CAPÍTULO 5

Barrio de Palomas (Madrid)

16 de diciembre de 2015

Sentado en el escritorio de su despacho, podía ver cómo la plantilla de empleados trabajaba gracias a la pared de cristal que separaba su habitación de la oficina. Era uno de los lemas de la empresa: transparencia, sin secretos. Había sido idea suya, como el sistema de cámaras que había por todo el edificio. Una cosa no privaba a la otra. Que todos pudieran ver no significaba que no debieran ser vistos. En la pantalla de su ordenador había una lista de correos electrónicos por responder. Don prescindía de secretaria, no le gustaba delegar cierto tipo de responsabilidades en otras personas. Tenerlo todo bajo control, la piedra angular de su éxito, la primera norma para vivir a la sombra. Nunca esperes nada de nadie, solo de ti, repetía a sus empleados cuando buscaban echarle la culpa a terceras personas. Volvió a pensar en la chica que acompañaba a su víctima, si habría declarado algo más tarde o habría preferido cerrar el pico. Lo sucedido no fue producto del azar. Don había investigado a Sierra durante semanas. Era un asiduo a ese aparcamiento, a llevar chicas jóvenes a su domicilio para abusar de ellas y hacerles chantaje más tarde. Las víctimas nunca repetían, desaparecían del mapa por completo. Así que no solo lo hizo por ella, sino también por las demás. Los baños tenían un ángulo muerto en las cámaras de seguridad. Suficiente para actuar sin ser visto. Las empresas de seguridad se preocupan más por los automóviles de los clientes que por lo que pueda suceder entre ellos. Respecto a la víctima, el empresario cargaba con un historial de denuncias por malos tratos de las que se había librado. Su fallecimiento no sería aclamado por nadie.

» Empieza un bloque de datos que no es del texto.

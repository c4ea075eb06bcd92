//! Analyzer tests against canned store results.
//!
//! These cover the merging and derived values the analyzer computes on top
//! of the store; the SQL itself is covered by the query builder's tests.

use std::collections::VecDeque;
use std::sync::Arc;
use std::time::Duration;

use analyzer::Analyzer;
use chrono::NaiveDate;
use integration_tests::fixtures::{t0, CLIENT_ID};
use integration_tests::mocks::{Canned, MockStore};
use pirsch_core::{
    AvgTimeSpentStats, ConversionStats, Direction, EntryStats, ErrorKind, ExitStats, Filter,
    PageStats, Sort, Store, TotalVisitorSessionStats, TotalVisitorStats,
};

fn analyzer(canned: Canned) -> (MockStore, Analyzer) {
    let store = MockStore::new();
    store.set_canned(canned);
    let analyzer = Analyzer::new(Arc::new(store.clone()) as Arc<dyn Store>);
    (store, analyzer)
}

fn filter() -> Filter {
    Filter::new(CLIENT_ID).between(
        NaiveDate::from_ymd_opt(2024, 5, 1).unwrap(),
        NaiveDate::from_ymd_opt(2024, 5, 7).unwrap(),
    )
}

fn total(path: &str, visitors: u64, sessions: u64) -> TotalVisitorSessionStats {
    TotalVisitorSessionStats {
        path: path.into(),
        visitors,
        sessions,
        views: sessions,
    }
}

#[tokio::test]
async fn test_platform_shares() {
    let (store, analyzer) = analyzer(Canned {
        counts: VecDeque::from([2, 3, 0]),
        ..Default::default()
    });

    let stats = analyzer.platform(&filter()).await.unwrap();
    assert_eq!(stats.platform_desktop, 2);
    assert_eq!(stats.platform_mobile, 3);
    assert_eq!(stats.platform_unknown, 0);
    assert_eq!(stats.relative_platform_desktop, 0.4);
    assert_eq!(stats.relative_platform_mobile, 0.6);
    assert_eq!(stats.relative_platform_unknown, 0.0);
    assert_eq!(store.queries().len(), 3);
}

#[tokio::test]
async fn test_platform_without_visitors() {
    let (_, analyzer) = analyzer(Canned::default());
    let stats = analyzer.platform(&filter()).await.unwrap();
    assert_eq!(stats.relative_platform_desktop, 0.0);
    assert_eq!(stats.relative_platform_mobile, 0.0);
    assert_eq!(stats.relative_platform_unknown, 0.0);
}

#[tokio::test]
async fn test_conversions_need_a_pattern() {
    let (store, analyzer) = analyzer(Canned {
        conversion: ConversionStats {
            visitors: 4,
            views: 9,
            cr: 0.25,
        },
        ..Default::default()
    });

    assert!(analyzer.conversions(&filter()).await.unwrap().is_none());
    assert!(store.queries().is_empty());

    let mut blank = filter();
    blank.path_pattern = vec!["".into()];
    assert!(analyzer.conversions(&blank).await.unwrap().is_none());
    assert!(store.queries().is_empty());

    let mut f = filter();
    f.path_pattern = vec!["^/blog/.*$".into()];
    let stats = analyzer.conversions(&f).await.unwrap().expect("conversion stats");
    assert_eq!(stats.visitors, 4);
    assert_eq!(stats.cr, 0.25);
    assert_eq!(store.queries().len(), 1);
}

fn entry_canned() -> Canned {
    Canned {
        counts: VecDeque::from([3]),
        entry_stats: vec![
            EntryStats {
                path: "/".into(),
                entries: 2,
                ..Default::default()
            },
            EntryStats {
                path: "/blog".into(),
                entries: 1,
                ..Default::default()
            },
        ],
        totals: vec![total("/", 3, 4), total("/blog", 5, 5)],
        ..Default::default()
    }
}

#[tokio::test]
async fn test_total_visitors_with_average_time_on_page() {
    let (store, analyzer) = analyzer(Canned {
        counts: VecDeque::from([37]),
        total_visitors: TotalVisitorStats {
            visitors: 4,
            sessions: 5,
            views: 9,
            bounces: 1,
            bounce_rate: 0.2,
            ..Default::default()
        },
        ..Default::default()
    });

    let stats = analyzer.total_visitors(&filter()).await.unwrap();
    assert_eq!(stats.visitors, 4);
    assert_eq!(stats.average_time_spent_seconds, 0);
    assert_eq!(store.queries().len(), 1);

    let mut f = filter();
    f.include_avg_time_on_page = true;
    let stats = analyzer.total_visitors(&f).await.unwrap();
    assert_eq!(stats.views, 9);
    assert_eq!(stats.average_time_spent_seconds, 37);
    let queries = store.queries();
    assert_eq!(queries.len(), 3);
    assert!(queries[2].sql.contains("average_time_spent_seconds"));
}

#[tokio::test]
async fn test_entry_rates_from_total_sessions() {
    let (store, analyzer) = analyzer(entry_canned());

    let mut f = filter();
    f.sort = vec![Sort {
        field: "visitors".into(),
        direction: Direction::Desc,
    }];
    let stats = analyzer.entry(&f).await.unwrap();

    assert_eq!(stats.len(), 2);
    assert_eq!(stats[0].path, "/blog");
    assert_eq!(stats[0].visitors, 5);
    assert_eq!(stats[0].entry_rate, 1.0 / 3.0);
    assert_eq!(stats[1].path, "/");
    assert_eq!(stats[1].sessions, 4);
    assert_eq!(stats[1].entry_rate, 2.0 / 3.0);

    let sum: f64 = stats.iter().map(|s| s.entry_rate).sum();
    assert!((sum - 1.0).abs() < 1e-9);

    let queries = store.queries();
    assert_eq!(queries.len(), 3);
    assert!(queries
        .iter()
        .any(|q| q.sql.contains("HAVING sum(sign) > 0)") && q.sql.starts_with("SELECT count(*)")));
}

#[tokio::test]
async fn test_entry_sorted_by_sessions() {
    let (_, analyzer) = analyzer(entry_canned());

    let mut f = filter();
    f.sort = vec![Sort {
        field: "sessions".into(),
        direction: Direction::Asc,
    }];
    let stats = analyzer.entry(&f).await.unwrap();

    let paths: Vec<&str> = stats.iter().map(|s| s.path.as_str()).collect();
    assert_eq!(paths, ["/", "/blog"]);
}

#[tokio::test]
async fn test_exit_rates_from_total_sessions() {
    let (_, analyzer) = analyzer(Canned {
        counts: VecDeque::from([4]),
        exit_stats: vec![ExitStats {
            path: "/thanks".into(),
            exits: 3,
            ..Default::default()
        }],
        totals: vec![total("/thanks", 3, 3)],
        ..Default::default()
    });

    let stats = analyzer.exit(&filter()).await.unwrap();
    assert_eq!(stats.len(), 1);
    assert_eq!(stats[0].exit_rate, 0.75);
    assert_eq!(stats[0].visitors, 3);
}

#[tokio::test]
async fn test_pages_with_time_on_page() {
    let (store, analyzer) = analyzer(Canned {
        page_stats: vec![
            PageStats {
                path: "/".into(),
                visitors: 2,
                ..Default::default()
            },
            PageStats {
                path: "/pricing".into(),
                visitors: 1,
                ..Default::default()
            },
        ],
        time_spent: vec![AvgTimeSpentStats {
            path: "/".into(),
            average_time_spent_seconds: 42,
        }],
        ..Default::default()
    });

    let mut f = filter();
    f.include_time_on_page = true;
    let stats = analyzer.by_path(&f).await.unwrap();

    assert_eq!(stats[0].average_time_spent_seconds, 42);
    assert_eq!(stats[1].average_time_spent_seconds, 0);
    assert_eq!(store.queries().len(), 2);
}

#[tokio::test]
async fn test_pages_without_time_on_page_run_one_query() {
    let (store, analyzer) = analyzer(Canned {
        page_stats: vec![PageStats {
            path: "/".into(),
            ..Default::default()
        }],
        ..Default::default()
    });

    analyzer.by_path(&filter()).await.unwrap();
    assert_eq!(store.queries().len(), 1);
}

#[tokio::test]
async fn test_referrers_group_by_name() {
    let (store, analyzer) = analyzer(Canned::default());
    analyzer.referrers(&filter()).await.unwrap();

    let queries = store.queries();
    assert_eq!(queries.len(), 1);
    assert!(queries[0].sql.contains("referrer_name"));
}

#[tokio::test]
async fn test_active_visitors_total() {
    let (store, analyzer) = analyzer(Canned {
        counts: VecDeque::from([5]),
        ..Default::default()
    });

    let (_, total) = analyzer
        .active_visitors(&filter(), Duration::from_secs(600), t0())
        .await
        .unwrap();
    assert_eq!(total, 5);
    assert_eq!(store.queries().len(), 2);
}

#[tokio::test]
async fn test_sort_on_unselected_field_is_rejected() {
    let (_, analyzer) = analyzer(Canned::default());
    let mut f = filter();
    f.sort = vec![Sort {
        field: "bounces".into(),
        direction: Direction::Asc,
    }];

    let err = analyzer.languages(&f).await.unwrap_err();
    assert_eq!(err.kind(), ErrorKind::Config);
}

#[tokio::test]
async fn test_caller_filter_is_not_modified() {
    let (_, analyzer) = analyzer(Canned {
        entry_stats: vec![EntryStats {
            path: "/".into(),
            entries: 1,
            ..Default::default()
        }],
        totals: vec![total("/", 1, 1)],
        ..Default::default()
    });

    let mut f = filter();
    f.limit = 10;
    f.sort = vec![Sort {
        field: "visitors".into(),
        direction: Direction::Asc,
    }];
    let before = f.clone();

    analyzer.platform(&f).await.unwrap();
    analyzer.entry(&f).await.unwrap();
    analyzer
        .active_visitors(&f, Duration::from_secs(300), t0())
        .await
        .unwrap();

    assert_eq!(f, before);
}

Don fijó la mirada en un punto de la oficina y topó con la cintura de Marlena. Por un instante, los problemas de su cabeza se disolvieron para dar lugar a otros. Sabía que la ingeniera se estaba viendo con un abogado que trabajaba en una famosa agencia de seguros. Era previsible. Una mujer así, puede tener al hombre que desee, pensó. El arquitecto sentía admiración por ella, aunque la empleada no tuviera interés en su jefe. Los había visto juntos por la calle Princesa, por el Templo de Debod. También sabía que la relación no llegaría a buen puerto y que la ingeniera estaba, aparentemente, confundida. Una información que había obtenido de forma casual, sin usar los métodos rudimentarios a los que estaba acostumbrado. Entonces, ella se giró, como si pudiera sentir la fogosa mano del arquitecto sobre su espalda. Un chispazo cruzó las dos miradas. Don se quedó inmóvil y ella fingió no haber visto nada.

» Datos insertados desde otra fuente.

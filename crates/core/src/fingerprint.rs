//! Visitor fingerprints and daily salts.

use chrono::{DateTime, Days, NaiveDate, Utc};
use xxhash_rust::xxh3::xxh3_64;

/// Derives the salt for a UTC day from a configured secret.
///
/// The salt changes at UTC midnight, which bounds visitor re-identification
/// to the current and the previous day.
#[derive(Debug, Clone)]
pub struct Salts {
    secret: String,
}

impl Salts {
    pub fn new(secret: impl Into<String>) -> Self {
        Self {
            secret: secret.into(),
        }
    }

    /// Salt for the given UTC day.
    pub fn for_day(&self, day: NaiveDate) -> String {
        format!("{}{}", self.secret, day.format("%Y%m%d"))
    }

    /// Today's and yesterday's salts at `now`.
    pub fn current(&self, now: DateTime<Utc>) -> (String, String) {
        let today = now.date_naive();
        let yesterday = today.checked_sub_days(Days::new(1)).unwrap_or(today);
        (self.for_day(today), self.for_day(yesterday))
    }
}

/// Fingerprint of a visitor: xxh3 over salt, IP and user agent.
pub fn fingerprint(salt: &str, ip: &str, user_agent: &str) -> u64 {
    let mut buf = Vec::with_capacity(salt.len() + ip.len() + user_agent.len());
    buf.extend_from_slice(salt.as_bytes());
    buf.extend_from_slice(ip.as_bytes());
    buf.extend_from_slice(user_agent.as_bytes());
    xxh3_64(&buf)
}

Agitado, Don caminó hasta la cocina de la oficina, lugar que solía frecuentar con escasez para evitar los silencios incómodos que se producían entre su presencia y la de sus empleados. Eran un equipo, había respeto mutuo, pero el respeto no era suficiente para evitar los chascarrillos. Don los odiaba, los había sufrido en sus propias carnes en el barrio cuando era pequeño. Quizá, una de las causas por las que jamás regresó a Vallecas. Con el tiempo, había aprendido que a la gente le gusta hablar, a poder ser, de otras personas. Las conversaciones basadas en la crítica ajena son el escenario perfecto para sacar a la luz todos los pecados capitales que residen en el interior del ser humano. El primero, la envidia.

Preparó un segundo café en una máquina instantánea y avistó la edición matutina de uno de los diarios. Se prohibía comprobar los diarios el día después de su obra, aunque nunca pasara nada, pero la intranquilidad le llevó a dar un vistazo por la sección de sucesos.

Suspiró con tranquilidad.

Después se prometió a sí mismo que dejaría de hacer eso. La vida era un camino constante entre la delgada línea que separaba el bien y el mal. Él lo sabía muy bien. Nunca podía confiarse. Que la prensa no cubriera la noticia significaba muchas cosas, entre ellas, que nadie vendría a preguntar por él. Con ánimo de dejar el diario a un lado y de disfrutar del café, vio el titular de una noticia que llamó su atención. La ciudad de Valencia celebraba una subasta benéfica de arte para recaudar dinero y ayudar a los habitantes sirios, víctimas de la guerra que sufría el país. Un plan perfecto para escapar de la capital, de su consumo patológico, de las masas desquiciadas y de la muerte de Sierra. Desaparecer por unos días, la excusa necesaria para tomar distancia y apaciguar el ansia que albergaba en su interior. Lo que el arquitecto desconocía era lo cara que le costaría su huida.